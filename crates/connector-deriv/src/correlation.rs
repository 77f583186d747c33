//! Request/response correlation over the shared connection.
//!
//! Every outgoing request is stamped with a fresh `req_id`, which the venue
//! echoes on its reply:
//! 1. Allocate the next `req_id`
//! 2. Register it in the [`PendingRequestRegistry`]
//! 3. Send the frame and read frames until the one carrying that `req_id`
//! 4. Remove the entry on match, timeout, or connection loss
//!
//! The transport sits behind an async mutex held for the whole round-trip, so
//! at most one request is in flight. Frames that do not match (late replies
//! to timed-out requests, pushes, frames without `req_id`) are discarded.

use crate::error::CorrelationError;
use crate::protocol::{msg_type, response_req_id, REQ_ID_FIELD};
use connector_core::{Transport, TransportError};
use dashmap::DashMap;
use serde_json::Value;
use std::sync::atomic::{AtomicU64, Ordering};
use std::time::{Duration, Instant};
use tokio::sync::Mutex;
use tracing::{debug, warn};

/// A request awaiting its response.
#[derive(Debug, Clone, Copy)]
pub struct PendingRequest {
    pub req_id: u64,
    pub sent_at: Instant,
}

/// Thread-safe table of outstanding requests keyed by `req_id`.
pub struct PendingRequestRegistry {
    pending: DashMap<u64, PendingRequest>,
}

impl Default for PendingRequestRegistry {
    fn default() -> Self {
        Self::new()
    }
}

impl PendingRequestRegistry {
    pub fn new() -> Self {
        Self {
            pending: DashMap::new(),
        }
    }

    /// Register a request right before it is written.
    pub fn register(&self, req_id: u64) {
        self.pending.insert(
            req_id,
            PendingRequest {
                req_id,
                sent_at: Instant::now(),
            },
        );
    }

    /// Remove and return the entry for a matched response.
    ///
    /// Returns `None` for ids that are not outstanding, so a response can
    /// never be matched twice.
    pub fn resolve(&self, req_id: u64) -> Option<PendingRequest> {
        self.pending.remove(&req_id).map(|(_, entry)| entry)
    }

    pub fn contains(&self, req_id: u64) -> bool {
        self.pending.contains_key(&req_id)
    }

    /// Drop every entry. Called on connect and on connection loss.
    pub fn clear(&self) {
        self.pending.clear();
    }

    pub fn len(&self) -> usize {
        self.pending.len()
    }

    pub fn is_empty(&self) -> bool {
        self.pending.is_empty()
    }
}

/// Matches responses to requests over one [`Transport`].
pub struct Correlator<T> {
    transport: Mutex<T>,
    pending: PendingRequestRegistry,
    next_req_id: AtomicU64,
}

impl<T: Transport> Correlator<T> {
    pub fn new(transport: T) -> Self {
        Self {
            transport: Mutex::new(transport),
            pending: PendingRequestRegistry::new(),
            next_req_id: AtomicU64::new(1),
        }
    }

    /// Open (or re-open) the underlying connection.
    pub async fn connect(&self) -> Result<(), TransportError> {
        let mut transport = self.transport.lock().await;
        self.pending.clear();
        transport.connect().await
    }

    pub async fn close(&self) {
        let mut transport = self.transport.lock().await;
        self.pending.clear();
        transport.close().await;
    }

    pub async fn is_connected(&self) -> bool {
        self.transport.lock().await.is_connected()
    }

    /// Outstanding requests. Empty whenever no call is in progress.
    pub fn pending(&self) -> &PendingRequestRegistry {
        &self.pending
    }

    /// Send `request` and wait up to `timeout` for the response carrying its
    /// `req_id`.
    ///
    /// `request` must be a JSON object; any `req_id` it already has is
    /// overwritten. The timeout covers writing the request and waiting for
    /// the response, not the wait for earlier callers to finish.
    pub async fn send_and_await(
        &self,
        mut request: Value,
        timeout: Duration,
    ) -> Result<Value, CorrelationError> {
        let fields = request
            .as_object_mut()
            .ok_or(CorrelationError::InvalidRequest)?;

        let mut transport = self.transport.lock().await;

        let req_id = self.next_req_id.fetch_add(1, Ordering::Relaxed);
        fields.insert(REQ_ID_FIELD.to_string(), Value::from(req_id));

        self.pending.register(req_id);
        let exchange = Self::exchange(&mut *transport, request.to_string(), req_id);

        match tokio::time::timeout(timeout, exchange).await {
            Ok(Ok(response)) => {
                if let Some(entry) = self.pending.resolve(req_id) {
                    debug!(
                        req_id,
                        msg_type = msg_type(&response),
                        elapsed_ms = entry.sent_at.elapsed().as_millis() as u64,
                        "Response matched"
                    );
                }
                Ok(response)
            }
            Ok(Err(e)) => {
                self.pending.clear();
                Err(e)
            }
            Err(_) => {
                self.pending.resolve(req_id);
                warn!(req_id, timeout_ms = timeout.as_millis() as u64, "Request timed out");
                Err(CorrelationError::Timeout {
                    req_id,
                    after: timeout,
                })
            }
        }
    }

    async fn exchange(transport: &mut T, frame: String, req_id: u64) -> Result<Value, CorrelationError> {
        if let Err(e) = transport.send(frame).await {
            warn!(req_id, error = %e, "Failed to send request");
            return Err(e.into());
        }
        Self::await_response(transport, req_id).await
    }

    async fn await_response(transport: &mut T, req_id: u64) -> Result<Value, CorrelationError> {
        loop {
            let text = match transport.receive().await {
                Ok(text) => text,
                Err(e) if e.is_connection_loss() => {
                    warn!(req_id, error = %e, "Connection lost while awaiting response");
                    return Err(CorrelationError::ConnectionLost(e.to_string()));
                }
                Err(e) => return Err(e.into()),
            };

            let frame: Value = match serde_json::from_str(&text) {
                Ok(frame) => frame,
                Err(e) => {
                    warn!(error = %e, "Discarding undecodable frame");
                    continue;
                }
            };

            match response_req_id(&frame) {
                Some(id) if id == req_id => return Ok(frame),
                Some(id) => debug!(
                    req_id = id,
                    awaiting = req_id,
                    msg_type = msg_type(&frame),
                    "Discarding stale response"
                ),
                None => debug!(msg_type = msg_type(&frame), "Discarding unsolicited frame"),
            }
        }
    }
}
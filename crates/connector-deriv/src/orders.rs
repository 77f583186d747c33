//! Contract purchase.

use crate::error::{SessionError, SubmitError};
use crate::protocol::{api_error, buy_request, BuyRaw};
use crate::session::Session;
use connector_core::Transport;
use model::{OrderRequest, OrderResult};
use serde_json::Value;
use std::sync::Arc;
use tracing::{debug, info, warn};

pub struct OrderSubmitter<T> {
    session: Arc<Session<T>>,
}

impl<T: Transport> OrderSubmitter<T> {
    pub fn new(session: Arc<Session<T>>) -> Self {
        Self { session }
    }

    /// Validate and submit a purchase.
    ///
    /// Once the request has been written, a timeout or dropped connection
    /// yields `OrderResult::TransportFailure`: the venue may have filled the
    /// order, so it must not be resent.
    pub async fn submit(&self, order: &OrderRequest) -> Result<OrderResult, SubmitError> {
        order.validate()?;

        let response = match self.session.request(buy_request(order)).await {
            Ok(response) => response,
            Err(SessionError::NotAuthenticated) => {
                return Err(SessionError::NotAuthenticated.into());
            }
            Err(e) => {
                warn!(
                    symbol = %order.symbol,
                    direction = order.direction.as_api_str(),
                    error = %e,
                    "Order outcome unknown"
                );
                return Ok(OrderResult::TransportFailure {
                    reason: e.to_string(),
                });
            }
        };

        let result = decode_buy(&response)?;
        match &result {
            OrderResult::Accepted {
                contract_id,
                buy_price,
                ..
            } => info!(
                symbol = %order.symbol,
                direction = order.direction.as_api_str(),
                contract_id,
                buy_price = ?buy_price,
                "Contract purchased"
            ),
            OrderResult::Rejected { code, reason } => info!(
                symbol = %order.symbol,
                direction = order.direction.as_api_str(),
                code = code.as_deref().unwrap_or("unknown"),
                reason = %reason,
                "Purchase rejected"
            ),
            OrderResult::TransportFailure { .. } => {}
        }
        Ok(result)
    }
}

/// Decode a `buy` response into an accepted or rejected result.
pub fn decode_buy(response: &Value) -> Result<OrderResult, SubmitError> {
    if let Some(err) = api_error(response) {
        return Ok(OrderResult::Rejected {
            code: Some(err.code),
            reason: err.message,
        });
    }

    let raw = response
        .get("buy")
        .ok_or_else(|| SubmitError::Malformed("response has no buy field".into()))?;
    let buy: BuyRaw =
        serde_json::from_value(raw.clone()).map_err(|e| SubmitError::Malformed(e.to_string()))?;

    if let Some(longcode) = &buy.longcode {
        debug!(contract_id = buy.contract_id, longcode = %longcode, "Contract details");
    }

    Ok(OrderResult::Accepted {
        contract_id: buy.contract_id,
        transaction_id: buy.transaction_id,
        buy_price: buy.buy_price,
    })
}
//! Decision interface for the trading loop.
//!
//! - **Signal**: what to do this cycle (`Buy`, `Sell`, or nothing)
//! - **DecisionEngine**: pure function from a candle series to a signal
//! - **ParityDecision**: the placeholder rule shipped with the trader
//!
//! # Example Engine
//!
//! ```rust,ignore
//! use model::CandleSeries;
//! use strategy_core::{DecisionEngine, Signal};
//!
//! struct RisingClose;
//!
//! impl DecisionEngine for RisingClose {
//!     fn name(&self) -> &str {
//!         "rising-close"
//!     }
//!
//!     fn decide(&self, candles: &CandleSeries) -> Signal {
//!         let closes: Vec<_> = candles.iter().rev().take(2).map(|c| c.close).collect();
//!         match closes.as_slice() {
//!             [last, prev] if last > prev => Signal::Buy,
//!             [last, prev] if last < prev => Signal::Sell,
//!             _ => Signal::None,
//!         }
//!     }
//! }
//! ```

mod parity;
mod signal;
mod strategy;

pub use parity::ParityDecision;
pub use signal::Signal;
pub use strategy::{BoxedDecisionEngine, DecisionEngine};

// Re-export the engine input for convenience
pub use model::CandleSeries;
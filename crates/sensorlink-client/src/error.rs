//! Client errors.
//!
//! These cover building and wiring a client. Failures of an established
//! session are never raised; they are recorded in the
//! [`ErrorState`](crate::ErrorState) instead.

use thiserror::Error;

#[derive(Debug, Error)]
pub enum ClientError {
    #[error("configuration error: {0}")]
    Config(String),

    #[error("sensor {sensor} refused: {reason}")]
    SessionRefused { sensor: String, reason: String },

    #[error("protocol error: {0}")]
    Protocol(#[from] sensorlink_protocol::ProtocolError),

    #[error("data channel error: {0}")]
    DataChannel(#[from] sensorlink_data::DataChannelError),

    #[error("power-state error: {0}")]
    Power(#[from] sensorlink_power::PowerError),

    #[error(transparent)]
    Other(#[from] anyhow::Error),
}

○ ○ ○ ○

▶ [TASK GOAL]: Determine how many lines in the data include "OrderSubmitter", and let the answer be that number alone.

▶ [REPLY TO THE EXERCISE]: 2